Focused ultrasound and microbubbles for enhanced extravasation

Abstract

The permeability of blood vessels for albumin can be altered by using ultrasound and polymer or lipid-shelled microbubbles. The region in which the microbubbles were destroyed with focused ultrasound was quantified in gel phantoms as a function of pressure, number of cycles and type of microbubble. At 2MPa the destruction took place in a fairly wide area for a lipid-shelled agent, while for polymer-shelled agents at this setting, distinct destruction spots with a radius of only 1mm were obtained.
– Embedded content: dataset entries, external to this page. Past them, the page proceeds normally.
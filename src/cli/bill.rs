use chrono::{DateTime, Datelike, Local, Months, TimeDelta};
use itertools::Itertools;
use sunledger::{
    billing::bill::{BillStatus, ElectricityBill},
    prelude::*,
    series::{DailyLoadCurve, GenerationProfile, SeriesWindow, SolarCurve},
    statistics::local_midnight,
    tariff::Tariff,
};
use sunledger_quantities::energy::KilowattHours;

use crate::cli::BillArgs;

/// Bill the profiled consumption of the window's months, the current month up to now.
#[instrument(skip_all, fields(window = ?args.window))]
pub fn report_bills(
    tariff: &Tariff,
    args: &BillArgs,
    now: DateTime<Local>,
) -> Result<Vec<ElectricityBill>> {
    let this_month = now.date_naive().with_day(1).context("the month has no first day")?;
    let load = DailyLoadCurve::default();
    let solar = SolarCurve {
        peak_hourly_energy: args.generation.peak_hourly_energy,
        ..SolarCurve::default()
    };

    let mut bills = Vec::new();
    for months_back in (0..args.window.months()).rev() {
        let month = this_month
            .checked_sub_months(Months::new(months_back))
            .context("the bill window starts outside the calendar")?;
        let next_month =
            month.checked_add_months(Months::new(1)).context("the month never ends")?;
        let window = SeriesWindow::builder()
            .start(local_midnight(month)?)
            .end(now.min(local_midnight(next_month)? - TimeDelta::hours(1)))
            .build();

        let points = tariff.consumption_series(&window, &load)?;
        let chunks = points.iter().chunk_by(|point| point.timestamp.date_naive());
        let days = chunks
            .into_iter()
            .map(|(date, points)| tariff.daily_consumption(date, points))
            .collect_vec();
        let generation: KilowattHours = window
            .steps()?
            .map(|(timestamp, step)| solar.generation(&timestamp, step).energy)
            .sum();

        let status = if months_back == 0 { BillStatus::Pending } else { BillStatus::Paid };
        bills.extend(tariff.monthly_bill(month, &days, generation, status));
    }
    Ok(bills)
}
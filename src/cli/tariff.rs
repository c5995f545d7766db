use std::{fs, path::PathBuf};

use clap::Parser;
use sunledger::{
    prelude::*,
    tariff::{Tariff, TariffConfig},
};

#[derive(Parser)]
pub struct TariffArgs {
    /// Tariff configuration JSON file, the built-in schedule if omitted.
    #[clap(long = "tariff", env = "TARIFF_PATH", global = true)]
    pub path: Option<PathBuf>,
}

impl TariffArgs {
    #[instrument(skip_all)]
    pub fn load_config(&self) -> Result<TariffConfig> {
        let Some(path) = &self.path else {
            info!("using the built-in tariff");
            return Ok(TariffConfig::default());
        };
        let json = fs::read_to_string(path)
            .with_context(|| format!("failed to read `{}`", path.display()))?;
        let config = TariffConfig::from_json(&json)
            .with_context(|| format!("failed to load `{}`", path.display()))?;
        info!(path = %path.display(), "loaded the tariff");
        Ok(config)
    }

    pub fn load(&self) -> Result<Tariff> {
        Tariff::try_from(self.load_config()?)
    }
}
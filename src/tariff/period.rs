use std::ops::{Add, Mul};

use comfy_table::Color;
use derive_more::AddAssign;
use serde::{Deserialize, Serialize};

/// Time-of-use tariff period.
#[derive(
    Copy,
    Clone,
    Debug,
    Eq,
    Hash,
    Ord,
    PartialEq,
    PartialOrd,
    Deserialize,
    Serialize,
    derive_more::Display,
)]
#[serde(rename_all = "lowercase")]
pub enum Period {
    /// Highest unit price.
    #[display("peak")]
    Peak,

    /// Lowest unit price.
    #[display("valley")]
    Valley,

    /// Medium unit price, also the fallback for the hours not listed elsewhere.
    #[display("flat")]
    Flat,
}

impl Period {
    pub const ALL: [Self; 3] = [Self::Peak, Self::Valley, Self::Flat];

    #[must_use]
    pub const fn color(self) -> Color {
        match self {
            Self::Peak => Color::Red,
            Self::Valley => Color::Green,
            Self::Flat => Color::DarkYellow,
        }
    }
}

/// One value per [`Period`].
#[must_use]
#[derive(Copy, Clone, Debug, Default, Eq, PartialEq, Serialize, Deserialize, AddAssign)]
pub struct PerPeriod<T> {
    pub peak: T,
    pub valley: T,
    pub flat: T,
}

impl<T> PerPeriod<T> {
    pub const fn new(peak: T, valley: T, flat: T) -> Self {
        Self { peak, valley, flat }
    }

    pub const fn get(&self, period: Period) -> &T {
        match period {
            Period::Peak => &self.peak,
            Period::Valley => &self.valley,
            Period::Flat => &self.flat,
        }
    }

    pub const fn get_mut(&mut self, period: Period) -> &mut T {
        match period {
            Period::Peak => &mut self.peak,
            Period::Valley => &mut self.valley,
            Period::Flat => &mut self.flat,
        }
    }

    pub fn map<R>(self, mut f: impl FnMut(T) -> R) -> PerPeriod<R> {
        PerPeriod { peak: f(self.peak), valley: f(self.valley), flat: f(self.flat) }
    }

    pub fn iter(&self) -> impl Iterator<Item = (Period, &T)> {
        Period::ALL.into_iter().map(move |period| (period, self.get(period)))
    }
}

impl<T: Add<Output = T>> PerPeriod<T> {
    pub fn total(self) -> T {
        self.peak + self.valley + self.flat
    }
}

impl<T: Mul<Rhs>, Rhs> Mul<PerPeriod<Rhs>> for PerPeriod<T> {
    type Output = PerPeriod<<T as Mul<Rhs>>::Output>;

    fn mul(self, rhs: PerPeriod<Rhs>) -> Self::Output {
        PerPeriod {
            peak: self.peak * rhs.peak,
            valley: self.valley * rhs.valley,
            flat: self.flat * rhs.flat,
        }
    }
}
When microbubbles with a thicker shell were used, the pressure above which the bubbles were destroyed shifts to higher values. In vivo both lipid and polymer microbubbles increased the extravasation of the albumin binding dye Evans Blue, especially in muscle leading to about 6-8% of the injected dose to extravasate per gram muscle tissue 30 min after start of the treatment, while no Evans Blue could be detected in muscle in the absence of microbubbles. Variation in the time between ultrasound treatment and Evans Blue injection, demonstrated that the time window for promoting extravasation is at least an hour at the settings used. In MC38 tumors, extravasation already occurred without ultrasound and only a trend towards enhancement with about a factor of 2 could be established with a maximum percentage injected dose per gram of 3%. Ultrasound mediated microbubble destruction especially enhances the extravasation in the highly vascularized outer part of the MC38 tumor and adjacent muscle and would, therefore, be most useful for release of, for instance, anti-angiogenic drugs.

Figure 1

Schematic overview of the therapy and imaging probe system with the microubble containing gel positioned under the transducer. The therapeutic transducer (in black) is generating focused ultrasound, driven by the control unit. In the opening of the therapy transducer (light grey) an imaging transducer can be placed. In the gel block the measurement direction is indicated, parallel (P-plane) and perpendicular (S-plane) to the focused ultrasound beam (TIPS).

Figure 2

seven point ultrasound scan pattern used in gels and on the mouse leg.

Figure 3

size distribution of microbubbles: lipid-shelled and polymer-shelled with a 1:8 shell to core ratio (A) and polymer microbubbles with 3 different shell to core ratio’s.

Figure 4

Destruction pattern in microbubble containing gels after 7 point exposures, 10000 cycles, 11 loops, 1.2 MHz at 0.5, 1, 2, 3, 4 MPa for lipid-shelled microbubbles and polymer-shelled microbubbles with three shell to core ratios.

Figure 5

diameter of destruction spots as a function of the applied pressure for lipid-shelled microbubbles and polymer-shelled microbubbles with three different shell to core ratios.

Figure 6

destruction patterns in gels of polymer-shelled microbubbles, 10000 cycle prf 10, 2 seconds exposure at 1, 2, 3 and 4 MPa, View in the direction of the transducer (P-plane), see figure 1.

Figure 7

% ID/g of Evans Blue in tumor, muscle around the tumor for lipid-shelled and polymer-shelled microbubbles with ultrasound, ultrasound without microbubbles and polymer microbubbles without ultrasound. MuscleR indicates the muscle on the right leg on which no tumor was grown, which was exposed to ultrasound and polymer microbubbles. Average of three experiments. The pictures give an impression of the blue coloration around the tumor and in the muscle for polymer-shelled microbubbles. Ultrasound settings: 1.2 MHz, 10000 cycle, 2 MPa, 11 loops.